Вот же гусь лапчатый! Я сам-то хоть и воробей стреляный и в полемических баталиях вельми искушен, но в данном случае следует признать, уел он меня — перехватил инициативу, да так, что я и пикнуть не успел. Впрочем, запросто так сдаваться я не собирался.

— Рассказывай, ликан! — грубо отрезал я.

Поток безудержных словоизлияний в мгновение ока оборвался. Гость удостоил меня уважительным взглядом и сразу же приступил к, собственно, изложению цели своего визита:

— Хорошо, Федор Александрович, у нас к тебе деловое предложение…

— Погоди, Сииг, может, все-таки пройдем в дом? — Коль этот субъект приперся в гости к регистратору, у него для этого, наверняка имеются очень веские причины. А я по своей натуре человек обстоятельный и важные переговоры люблю вести в удобной обстановке. К тому же, ликаны отличаются крайне вспыльчивым и вздорным характером, поэтому присутствие во время нашего разговора независимого свидетеля, было для меня крайне важным обстоятельством. В случае чего, я мог рассчитывать на помощь коллеги по цеху. — Как у нас говорится, в ногах правды нет. — Затем я посмотрел на его сандалии и с улыбкой добавил: — Можешь забыть о бахилах, проходи так.

В ответ тот лишь молча кивнул и проследовал за мной.

Пока мы беседовали с непрошеным гостем у входной двери, квартирант прибрал со стола грязную посуду и удалился в соседнюю комнату. Латинги обладают прекрасной способностью к мимикрии и могут запросто прикинуться, например, фикусом или вовсе каким-нибудь неодушевленным предметом, будь ликан эмпатом, даже телепатом, он ни за что не почувствовал бы присутствие моего приятеля.

Мы уселись за стол друг напротив друга. От предложенного кофе гость отказался и сразу же, что называется, взял быка за рога:

— Федор, я имею к тебе весьма серьезное деловое предложение. Не стану ходить вокруг да около, скажу сразу: ты нам не мешаешь, за это мы тебе отваливаем крупную сумму в валюте Лагора, положим, миллион империалов…

Миллион империалов цифра запредельная, если учесть, что в валютных обменниках «Линии» империал идет по курсу один к десяти тысячам российских рублей! У меня даже волосы на голове начали подниматься дыбом. Мой скромный заработок в месяц составлял пятьдесят тысяч рублей. А теперь, кому не лень, прикиньте, сколько столетий мне пришлось бы вкалывать, чтобы заработать означенную ликаном сумму?

— И за что же мне такое счастье, уважаемый? — я постарался, по возможности правдоподобно изобразить равнодушие на лице — пусть думает, что ко мне каждый день приходят и с более заманчивыми предложениями. Впрочем, получилось у меня это не очень убедительно, голос зараза все-таки подвел, свалившись в конце фразы в легкую хрипотцу.

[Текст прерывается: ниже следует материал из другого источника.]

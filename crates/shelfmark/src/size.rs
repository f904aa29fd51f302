//! Byte-size units and human-readable formatting.

/// One kibibyte (1024 bytes).
pub const KB: u64 = 1 << 10;
/// One mebibyte.
pub const MB: u64 = 1 << 20;
/// One gibibyte.
pub const GB: u64 = 1 << 30;
/// One tebibyte.
pub const TB: u64 = 1 << 40;
/// One pebibyte.
pub const PB: u64 = 1 << 50;

/// Format a byte count for error messages and logs.
///
/// Counts below 1 KB are rendered exactly (`"512 bytes"`, `"1 byte"`);
/// everything above picks the largest fitting unit with one decimal
/// (`"1.5 KB"`, `"2.0 MB"`).
pub fn format_size(bytes: u64) -> String {
    if bytes < KB {
        if bytes == 1 {
            "1 byte".to_string()
        } else {
            format!("{bytes} bytes")
        }
    } else if bytes < MB {
        format!("{:.1} KB", bytes as f64 / KB as f64)
    } else if bytes < GB {
        format!("{:.1} MB", bytes as f64 / MB as f64)
    } else if bytes < TB {
        format!("{:.1} GB", bytes as f64 / GB as f64)
    } else if bytes < PB {
        format!("{:.1} TB", bytes as f64 / TB as f64)
    } else {
        format!("{:.1} PB", bytes as f64 / PB as f64)
    }
}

Пришлось прокашляться и смочить горло глотком кофе. — Кому и как я не должен мешать, чтобы получить этот ваш миллион? — Фраза «этот ваш миллион» получилась у меня весьма удачно: пренебрежительно-равнодушно — Самого великого Станиславского проняло бы.

— Более того, — проигнорировав мой вопрос, продолжал гость, — мы обещаем уладить вопрос с правительством города Москвы насчет принадлежащего тебе участка земли и готовы вместо этого… гм… — ликан обвел комнату оценивающим взглядом, — с позволения сказать, жилища возвести современный дом с регулируемой пространственной метрикой и жесткой привязкой входов-выходов к любым трем точкам данного измерения по твоему усмотрению.

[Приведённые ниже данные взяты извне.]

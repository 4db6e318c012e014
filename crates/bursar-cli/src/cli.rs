use std::{convert::Infallible, path::PathBuf};

use clap::{Parser, Subcommand};
use secrecy::SecretString;

#[derive(Parser, Debug)]
#[command(author, version, about)]
pub struct Cli {
    #[arg(
        short = 's',
        long = "stdout",
        action,
        help = "Controls if it logs to stdout/stderr instead of to a file"
    )]
    pub is_to_std_out: bool,

    #[arg(
        long,
        default_value = "configuration",
        help = "Folder holding base.toml and the per environment overrides"
    )]
    pub config_dir: PathBuf,

    #[command(subcommand)]
    pub command: Command,
}

#[derive(Subcommand, Debug)]
pub enum Command {
    /// Log in and keep the session for later commands
    Login {
        #[arg(short, long)]
        username: String,
        /// Prompted for on stdin when not given
        #[arg(long, env = "BURSAR_PASSWORD", hide_env_values = true, value_parser = secret_from_str)]
        password: Option<SecretString>,
    },
    /// Forget the stored session
    Logout,
    /// Show who is logged in
    Whoami {
        /// Ask the service for the current profile first
        #[arg(short, long)]
        refresh: bool,
    },
    /// Show where a navigation to PATH would end up
    Navigate { path: String },
    /// List the pages and the outcome of navigating to each
    Routes,
    /// Check a permission rule such as `admin`, `/invoice`, `3` or `1,2`
    Permit { rule: String },
}

fn secret_from_str(value: &str) -> Result<SecretString, Infallible> {
    Ok(value.to_string().into())
}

Ух ты! Не было ни гроша, да вдруг алтын. И тебе миллион в самой твердой во Вселенной валюте и дом безразмерный со всеми мыслимыми и немыслимыми удобствами и аж с тремя выходами в любую точку земного шара: хочешь к теплому южному морю, хочешь в грибной лес или еще куда-нибудь на другой конец планеты. Подозрительно как-то. Но тут я вспомнил свой недавний разговор с загадочным и местами непонятным Хоросом, и мой энтузиазм насчет супер-пуперского дома как-то резко поубавился. Ну и хмырь же этот хитромудрый ликан! Ведь определенно знает, что этот мир обречен. Только он не знает, что об этом знаю я, поэтому беззастенчиво сулит златые горы, прекрасно понимая, что покойникам деньги и красивые многофункциональные дома без надобности. Вот же тварь! Теперь я наверняка знал, чего потребует от меня этот жучила, но, изобразив на лице крайнюю заинтересованность, спросил:

— И все-таки, уважаемый Сииг, каких конкретно действий ты и те кто за тобой стоит ждете от меня?

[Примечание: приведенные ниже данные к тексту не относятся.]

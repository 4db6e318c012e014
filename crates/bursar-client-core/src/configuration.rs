use std::{
    path::{Path, PathBuf},
    time::Duration,
};

use bursar_shared::const_config::client::{
    CLIENT_DEFAULT_REQUEST_TIMEOUT_SECS, CLIENT_DEFAULT_SERVER_ADDRESS,
};
use serde_aux::field_attributes::deserialize_number_from_string;

pub const DEFAULT_SESSION_FILE: &str = "bursar_session.json";

#[derive(serde::Deserialize, Clone, Debug, Default)]
pub struct Configuration {
    #[serde(default)]
    pub client: ClientSettings,
    #[serde(default)]
    pub storage: StorageSettings,
}

#[derive(serde::Deserialize, Clone, Debug)]
pub struct ClientSettings {
    #[serde(default = "default_server_address")]
    pub server_address: String,
    #[serde(
        default = "default_request_timeout_secs",
        deserialize_with = "deserialize_number_from_string"
    )]
    pub request_timeout_secs: u64,
}

#[derive(serde::Deserialize, Clone, Debug)]
pub struct StorageSettings {
    /// Where the session is persisted between runs
    #[serde(default = "default_session_file")]
    pub session_file: PathBuf,
}

impl ClientSettings {
    pub fn request_timeout(&self) -> Duration {
        Duration::from_secs(self.request_timeout_secs)
    }
}

impl Default for ClientSettings {
    fn default() -> Self {
        Self {
            server_address: default_server_address(),
            request_timeout_secs: default_request_timeout_secs(),
        }
    }
}

impl Default for StorageSettings {
    fn default() -> Self {
        Self {
            session_file: default_session_file(),
        }
    }
}

fn default_server_address() -> String {
    CLIENT_DEFAULT_SERVER_ADDRESS.to_string()
}

fn default_request_timeout_secs() -> u64 {
    CLIENT_DEFAULT_REQUEST_TIMEOUT_SECS
}

fn default_session_file() -> PathBuf {
    DEFAULT_SESSION_FILE.into()
}

/// Loads the configuration from `configuration_directory` for the environment
/// named by `APP_ENVIRONMENT` (defaults to `local`)
pub fn get_configuration(
    configuration_directory: &Path,
) -> Result<Configuration, config::ConfigError> {
    let environment: Environment = std::env::var("APP_ENVIRONMENT")
        .unwrap_or_else(|_| "local".into())
        .try_into()
        .map_err(config::ConfigError::Message)?;
    get_configuration_for(configuration_directory, environment)
}

/// `base.toml` must exist, the environment file is optional. Environment
/// variables override both, e.g. `APP_CLIENT__SERVER_ADDRESS=http://10.0.0.2:8000`
/// sets `client.server_address`
pub fn get_configuration_for(
    configuration_directory: &Path,
    environment: Environment,
) -> Result<Configuration, config::ConfigError> {
    let environment_filename = format!("{}.toml", environment.as_str());
    let settings = config::Config::builder()
        .add_source(config::File::from(
            configuration_directory.join("base.toml"),
        ))
        .add_source(
            config::File::from(configuration_directory.join(environment_filename))
                .required(false),
        )
        .add_source(
            config::Environment::with_prefix("APP")
                .prefix_separator("_")
                .separator("__"),
        )
        .build()?;

    settings.try_deserialize::<Configuration>()
}

/// The possible runtime environment for our application.
#[derive(Debug, Clone, Copy, PartialEq, Eq)]
pub enum Environment {
    Local,
    Production,
}

impl Environment {
    pub fn as_str(&self) -> &'static str {
        match self {
            Environment::Local => "local",
            Environment::Production => "production",
        }
    }
}

impl TryFrom<String> for Environment {
    type Error = String;

    fn try_from(s: String) -> Result<Self, Self::Error> {
        match s.to_lowercase().as_str() {
            "local" => Ok(Self::Local),
            "production" => Ok(Self::Production),
            other => Err(format!(
                "{other} is not a supported environment. Use either `local` or `production`."
            )),
        }
    }
}
use bursar_client_core::{NavDecision, Resolution, Router};
use bursar_shared::{
    const_config::path::{
        PAGE_FORBIDDEN, PAGE_INDICATOR, PAGE_INVOICE, PAGE_LOGIN, PAGE_STUDENT,
    },
    routes::NavTarget,
};

use crate::helpers::spawn_app;

#[tokio::test]
async fn navigation_follows_login_and_logout() {
    // Arrange
    let mut app = spawn_app().await;
    let guard = app.guard();
    let target = NavTarget::parse("/student?id=4");

    // Assert - Not logged in
    assert_eq!(
        guard.check(&target),
        NavDecision::RedirectToLogin {
            return_to: "/student?id=4".to_string()
        }
    );

    // Act - Login
    app.login_as("admin").await.unwrap();

    // Assert - Same guard sees the new session
    assert_eq!(guard.check(&target), NavDecision::Allow);

    // Act - Logout
    app.store.logout();

    // Assert
    assert!(matches!(
        guard.check(&target),
        NavDecision::RedirectToLogin { .. }
    ));
}

#[tokio::test]
async fn accountant_only_reaches_indicator() {
    // Arrange
    let mut app = spawn_app().await;
    app.login_as("accountant").await.unwrap();
    let guard = app.guard();

    // Act
    let indicator = guard.check(&PAGE_INDICATOR.into());
    let invoice = guard.check(&PAGE_INVOICE.into());
    let login = guard.check(&PAGE_LOGIN.into());

    // Assert
    assert_eq!(indicator, NavDecision::Allow);
    assert_eq!(invoice, NavDecision::RedirectToForbidden);
    assert_eq!(login, NavDecision::Allow);
}

#[tokio::test]
async fn router_renders_login_then_requested_page() {
    // Arrange
    let mut app = spawn_app().await;
    let mut router = Router::new(app.guard())
        .with_view(PAGE_LOGIN, |ctx| format!("login form, then {:?}", ctx.return_to))
        .with_view(PAGE_FORBIDDEN, |_| "forbidden".to_string())
        .with_view(PAGE_STUDENT, |ctx| format!("students {}", ctx.target.full_path()));

    // Act - Before login
    let before = router.navigate("/student?page=3");

    // Assert
    assert_eq!(before.path(), PAGE_LOGIN);
    assert_eq!(
        before.view().map(String::as_str),
        Some(r#"login form, then Some("/student?page=3")"#)
    );

    // Act - Login and retry
    app.login_as("backend").await.unwrap();
    let after = router.navigate("/student?page=3");

    // Assert
    match after {
        Resolution::Rendered { view, decision, .. } => {
            assert_eq!(view, "students /student?page=3");
            assert!(decision.is_allow());
        }
        other => panic!("expected the student view but got {other:?}"),
    }
}
use bursar_client_core::SessionStorage;
use bursar_shared::{
    const_config::storage::{STORAGE_KEY_IDENTITY, STORAGE_KEY_TOKEN},
    id::GroupId,
    req_args::LoginReqArgs,
    uac::{AuthError, Identity},
};

use crate::helpers::{
    build_client, no_cb, spawn_app, unused_address, DETAIL_LOCKED, PASSWORD,
};

#[tokio::test]
async fn login_success_sets_and_persists_session() {
    // Arrange
    let mut app = spawn_app().await;

    // Act
    let identity = app.login_as("admin").await.unwrap();

    // Assert
    assert_eq!(identity.username.as_ref(), "admin");
    assert_eq!(identity.groups, vec![GroupId::from(1)]);
    let session = app.store.session();
    assert!(session.is_admin());
    assert_eq!(session.token().expose_secret(), "token-admin");
    assert_eq!(
        app.store
            .storage()
            .get_item(STORAGE_KEY_TOKEN)
            .unwrap()
            .as_deref(),
        Some("token-admin")
    );
    let persisted = app.store.storage().get_item(STORAGE_KEY_IDENTITY).unwrap();
    assert_eq!(Identity::from_json(&persisted.unwrap()).unwrap(), identity);
}

#[tokio::test]
async fn login_failure_invalid_user() {
    // Arrange
    let mut app = spawn_app().await;

    // Act
    let outcome = app.login_as("random-username").await;

    // Assert
    assert_eq!(
        outcome.unwrap_err().to_string(),
        AuthError::InvalidUserOrPassword.to_string()
    );
    assert!(!app.store.session().is_authenticated());
    assert!(app.store.storage().is_empty());
}

#[tokio::test]
async fn login_failure_keeps_previous_session() {
    // Arrange
    let mut app = spawn_app().await;
    app.login_as("backend").await.unwrap();

    // Act
    let outcome = app.login_with("admin", "random-password").await;

    // Assert
    assert!(matches!(outcome, Err(AuthError::InvalidUserOrPassword)));
    let session = app.store.session();
    assert_eq!(session.token().expose_secret(), "token-backend");
    assert!(session.is_backend_user());
    assert!(!session.is_admin());
}

#[tokio::test]
async fn login_other_refusal_carries_status_and_detail() {
    // Arrange
    let mut app = spawn_app().await;

    // Act
    let outcome = app.login_as("locked").await;

    // Assert
    match outcome {
        Err(AuthError::Rejected { status, detail }) => {
            assert_eq!(status, 403);
            assert_eq!(detail, DETAIL_LOCKED);
        }
        other => panic!("expected rejection but got {other:?}"),
    }
    assert!(!app.store.session().is_authenticated());
}

#[tokio::test]
async fn login_without_groups_is_treated_as_accountant() {
    // Arrange
    let mut app = spawn_app().await;

    // Act
    let identity = app.login_as("legacy").await.unwrap();

    // Assert
    assert!(identity.groups.is_empty());
    assert!(app.store.session().is_accountant());
}

#[tokio::test]
async fn unreachable_service_is_transport_error() {
    // Arrange
    let mut app = spawn_app().await;
    app.client = build_client(&unused_address(), &app.store);

    // Act
    let outcome = app.login_as("admin").await;

    // Assert
    let err = outcome.unwrap_err();
    assert!(matches!(err, AuthError::Transport(_)), "got {err:?}");
    assert!(!err.is_rejection());
    assert!(!app.store.session().is_authenticated());
}

#[tokio::test]
async fn send_login_notifies_and_leaves_session_alone() {
    // Arrange
    let app = spawn_app().await;
    let args = LoginReqArgs::new("accountant", PASSWORD.to_string().into());

    // Act
    let response = app.client.send_login(&args, no_cb).await.unwrap().unwrap();

    // Assert
    assert_eq!(response.access_token.expose_secret(), "token-accountant");
    assert_eq!(response.token_type.as_deref(), Some("bearer"));
    assert_eq!(response.user.groups, vec![GroupId::from(3)]);
    assert!(
        !app.store.session().is_authenticated(),
        "only the store changes the session"
    );
}
//! Code shared by the Bursar back office clients: identities, roles, the route
//! policy table and the access rules evaluated against a session

#![warn(unused_crate_dependencies)]

pub mod const_config;
pub mod errors;
pub mod id;
mod macros;
pub mod req_args;
pub mod routes;
pub mod session;
pub mod token;
pub mod uac;

#[cfg(not(target_arch = "wasm32"))]
pub mod telemetry;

— Абсолютно никаких, — широко оскалился оборотень, и пояснил: — Посиди дома пару суток, книжку почитай, телик посмотри. Начальству скажешь, что прихворнул чутка, температура, мол, понос и золотуха. Ну что у вас у людей там еще бывает? Короче, придумаешь сам. А за это, друг мой, ты получишь миллион и прекрасный современный дом в придачу. Уверяю, что таких домов на Земле по пальцам пересчитать, в России и вовсе только у действующего президента, да и то на время срока его президентства, а твой до конца дней твоих останется в твоей собственности.

Это он специально насчет «до конца дней» — издевается, козлина! Думает, наобещаю этому охламону с три короба обещалок, он и раскиснет, сразу градусник подмышку запихнет, начнет нагонять на себя, да так что и сам поверит, что болен опасной горячкой. Не, дружок, мы воробей стрелянный, нас на мякине не проведешь. Короче, пора этого субчика ставить на место, иначе говоря, выпроваживать от греха подальше — я ведь могу очень сильно рассердиться от столь неприкрытого вранья, а когда я сержусь, кому-то может сильно не поздоровиться. И пусть любой ликан даже не в боевой трансформации намного сильнее обычного человека, я также не лыком шит и не особенно опасаюсь рукопашной схватки с оборотнем, тем более тот не ожидает от обычного на вид человека каких-либо подвохов.

— До конца дней, говоришь, — задумчиво сказал я, затем саркастически взглянул прямо в его наглые зенки и задал прямой вопрос: — Это на отпущенные этому миру сутки с небольшим, что ли? Так ваши спецы за это время не успеют даже снести мою старую халупу. Также насчет миллиона у меня возникают ба-а-альшие сомнения. Ну какой дурак станет возвращать долги покойнику? Дурак-то, может быть, и станет, но ты же не дурак и те, кто тебя послали, также не дураки. Так что катись-ка дорогой, как говорил один киношный персонаж: колбаской по Малой Спасской!

— Не понял, — недоуменно захлопал глазами ликан, похоже, расхожее выражение времен НЭПа он действительно слышал впервые, — так ты принимаешь наше предложение?

— Перевожу для особо непонятливых, — поднимаясь из-за стола, издевательски ухмыльнулся я. — Пошел прочь из моего дома, упырь безмозглый!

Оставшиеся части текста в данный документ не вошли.